(Collected data entries)
——————
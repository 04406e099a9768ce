//! Displaying IR as Java-like source.

use super::{Expr, ExprDef, IncrementOp, Method, Program, Stmt, StmtDef};

use std::fmt::{Display, Formatter, Result as FmtResult};

const PREC_ASSIGN: u8 = 1;
const PREC_UNARY: u8 = 13;
const PREC_POSTFIX: u8 = 14;
const PREC_PRIMARY: u8 = 15;

pub struct ExprDisplay<'a>(pub(crate) &'a Program, pub(crate) Expr);

impl<'a> ExprDisplay<'a> {
    fn precedence(&self, expr: Expr) -> u8 {
        match &self.0.exprs[expr] {
            ExprDef::Assign(..) | ExprDef::CompoundAssign(..) => PREC_ASSIGN,
            ExprDef::Binary(op, ..) => op.precedence(),
            ExprDef::Unary(..) => PREC_UNARY,
            ExprDef::Increment(IncrementOp::PreInc, _)
            | ExprDef::Increment(IncrementOp::PreDec, _) => PREC_UNARY,
            ExprDef::Increment(..) => PREC_POSTFIX,
            _ => PREC_PRIMARY,
        }
    }

    /// Writes `expr`, parenthesized if it binds looser than `min`.
    fn operand(&self, f: &mut Formatter, expr: Expr, min: u8) -> FmtResult {
        if self.precedence(expr) < min {
            write!(f, "(")?;
            self.write(f, expr)?;
            write!(f, ")")
        } else {
            self.write(f, expr)
        }
    }

    fn write(&self, f: &mut Formatter, expr: Expr) -> FmtResult {
        let program = self.0;
        match &program.exprs[expr] {
            ExprDef::Int(value) => write!(f, "{}", value),
            ExprDef::Bool(value) => write!(f, "{}", value),
            ExprDef::Null => write!(f, "null"),
            &ExprDef::VarRef(var) => write!(f, "{}", program.var_name(var)),
            &ExprDef::FieldRef(instance, field) => {
                self.operand(f, instance, PREC_POSTFIX)?;
                write!(f, ".{}", program.var_name(field))
            }
            &ExprDef::Unary(op, operand) => {
                write!(f, "{}", op.symbol())?;
                self.operand(f, operand, PREC_UNARY)
            }
            &ExprDef::Binary(op, lhs, rhs) => {
                let prec = op.precedence();
                self.operand(f, lhs, prec)?;
                write!(f, " {} ", op.symbol())?;
                self.operand(f, rhs, prec + 1)
            }
            &ExprDef::Assign(lhs, rhs) => {
                self.operand(f, lhs, PREC_ASSIGN + 1)?;
                write!(f, " = ")?;
                self.operand(f, rhs, PREC_ASSIGN)
            }
            &ExprDef::CompoundAssign(op, lhs, rhs) => {
                self.operand(f, lhs, PREC_ASSIGN + 1)?;
                write!(f, " {}= ", op.symbol())?;
                self.operand(f, rhs, PREC_ASSIGN)
            }
            &ExprDef::Increment(op, lhs) => match op {
                IncrementOp::PreInc => {
                    write!(f, "++")?;
                    self.operand(f, lhs, PREC_UNARY)
                }
                IncrementOp::PreDec => {
                    write!(f, "--")?;
                    self.operand(f, lhs, PREC_UNARY)
                }
                IncrementOp::PostInc => {
                    self.operand(f, lhs, PREC_POSTFIX)?;
                    write!(f, "++")
                }
                IncrementOp::PostDec => {
                    self.operand(f, lhs, PREC_POSTFIX)?;
                    write!(f, "--")
                }
            },
            ExprDef::Call(method, instance, args) => {
                if let Some(instance) = instance {
                    self.operand(f, *instance, PREC_POSTFIX)?;
                    write!(f, ".")?;
                }
                write!(f, "{}(", program.methods[*method].name)?;
                for (i, &arg) in args.iter().enumerate() {
                    if i > 0 {
                        write!(f, ", ")?;
                    }
                    self.operand(f, arg, PREC_ASSIGN)?;
                }
                write!(f, ")")
            }
            ExprDef::NewInstance(class) => write!(f, "new {}()", class),
            ExprDef::NewArray(ty, size) => {
                write!(f, "new {}[", ty)?;
                self.write(f, *size)?;
                write!(f, "]")
            }
        }
    }
}

impl<'a> Display for ExprDisplay<'a> {
    fn fmt(&self, f: &mut Formatter) -> FmtResult {
        self.write(f, self.1)
    }
}

pub struct StmtDisplay<'a>(pub(crate) &'a Program, pub(crate) Stmt, pub(crate) &'a str);

impl<'a> StmtDisplay<'a> {
    fn write(&self, f: &mut Formatter, stmt: Stmt, indent: &str) -> FmtResult {
        let program = self.0;
        match &program.stmts[stmt] {
            StmtDef::Block(stmts) => {
                writeln!(f, "{}{{", indent)?;
                self.write_all(f, stmts, indent)?;
                writeln!(f, "{}}}", indent)
            }
            &StmtDef::Decl(var, init) => {
                let def = &program.vars[var];
                write!(f, "{}{} {}", indent, def.ty, def.name)?;
                if let Some(init) = init {
                    write!(f, " = {}", program.display_expr(init))?;
                }
                writeln!(f, ";")
            }
            &StmtDef::Expr(expr) => writeln!(f, "{}{};", indent, program.display_expr(expr)),
            &StmtDef::Return(value) => match value {
                Some(value) => writeln!(f, "{}return {};", indent, program.display_expr(value)),
                None => writeln!(f, "{}return;", indent),
            },
            &StmtDef::If(cond, then, els) => {
                writeln!(f, "{}if ({}) {{", indent, program.display_expr(cond))?;
                self.write_nested(f, then, indent)?;
                if let Some(els) = els {
                    writeln!(f, "{}}} else {{", indent)?;
                    self.write_nested(f, els, indent)?;
                }
                writeln!(f, "{}}}", indent)
            }
            &StmtDef::While(cond, body) => {
                writeln!(f, "{}while ({}) {{", indent, program.display_expr(cond))?;
                self.write_nested(f, body, indent)?;
                writeln!(f, "{}}}", indent)
            }
        }
    }

    fn write_all(&self, f: &mut Formatter, stmts: &[Stmt], indent: &str) -> FmtResult {
        let inner = format!("{}  ", indent);
        for &stmt in stmts {
            self.write(f, stmt, &inner)?;
        }
        Ok(())
    }

    /// Writes the body of a braced construct: a block's statements are
    /// spliced in directly, anything else is indented one level.
    fn write_nested(&self, f: &mut Formatter, stmt: Stmt, indent: &str) -> FmtResult {
        match &self.0.stmts[stmt] {
            StmtDef::Block(stmts) => self.write_all(f, stmts, indent),
            _ => self.write(f, stmt, &format!("{}  ", indent)),
        }
    }
}

impl<'a> Display for StmtDisplay<'a> {
    fn fmt(&self, f: &mut Formatter) -> FmtResult {
        self.write(f, self.1, self.2)
    }
}

impl Program {
    pub fn display_expr(&self, expr: Expr) -> ExprDisplay<'_> {
        ExprDisplay(self, expr)
    }

    pub fn display_stmt<'a>(&'a self, stmt: Stmt, indent: &'a str) -> StmtDisplay<'a> {
        StmtDisplay(self, stmt, indent)
    }

    /// Source lines of a method body, without the body's own braces.
    pub fn body_lines(&self, method: Method) -> Vec<String> {
        let body = match self.methods[method].body {
            Some(body) => body,
            None => return vec![],
        };
        let text = match &self.stmts[body] {
            StmtDef::Block(stmts) => stmts
                .iter()
                .map(|&stmt| self.display_stmt(stmt, "").to_string())
                .collect::<String>(),
            _ => self.display_stmt(body, "").to_string(),
        };
        text.lines().map(|line| line.to_owned()).collect()
    }
}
——————
Exercise aim:
Quote exactly the first line of the data and every line after it through the one holding "self.operand(f, instance, PREC_POSTFIX)?;".

Answer section:
repository 04406e099a9768ce
//! Displaying IR as Java-like source.

use super::{Expr, ExprDef, IncrementOp, Method, Program, Stmt, StmtDef};

use std::fmt::{Display, Formatter, Result as FmtResult};

const PREC_ASSIGN: u8 = 1;
const PREC_UNARY: u8 = 13;
const PREC_POSTFIX: u8 = 14;
const PREC_PRIMARY: u8 = 15;

pub struct ExprDisplay<'a>(pub(crate) &'a Program, pub(crate) Expr);

impl<'a> ExprDisplay<'a> {
    fn precedence(&self, expr: Expr) -> u8 {
        match &self.0.exprs[expr] {
            ExprDef::Assign(..) | ExprDef::CompoundAssign(..) => PREC_ASSIGN,
            ExprDef::Binary(op, ..) => op.precedence(),
            ExprDef::Unary(..) => PREC_UNARY,
            ExprDef::Increment(IncrementOp::PreInc, _)
            | ExprDef::Increment(IncrementOp::PreDec, _) => PREC_UNARY,
            ExprDef::Increment(..) => PREC_POSTFIX,
            _ => PREC_PRIMARY,
        }
    }

    /// Writes `expr`, parenthesized if it binds looser than `min`.
    fn operand(&self, f: &mut Formatter, expr: Expr, min: u8) -> FmtResult {
        if self.precedence(expr) < min {
            write!(f, "(")?;
            self.write(f, expr)?;
            write!(f, ")")
        } else {
            self.write(f, expr)
        }
    }

    fn write(&self, f: &mut Formatter, expr: Expr) -> FmtResult {
        let program = self.0;
        match &program.exprs[expr] {
            ExprDef::Int(value) => write!(f, "{}", value),
            ExprDef::Bool(value) => write!(f, "{}", value),
            ExprDef::Null => write!(f, "null"),
            &ExprDef::VarRef(var) => write!(f, "{}", program.var_name(var)),
            &ExprDef::FieldRef(instance, field) => {
                self.operand(f, instance, PREC_POSTFIX)?;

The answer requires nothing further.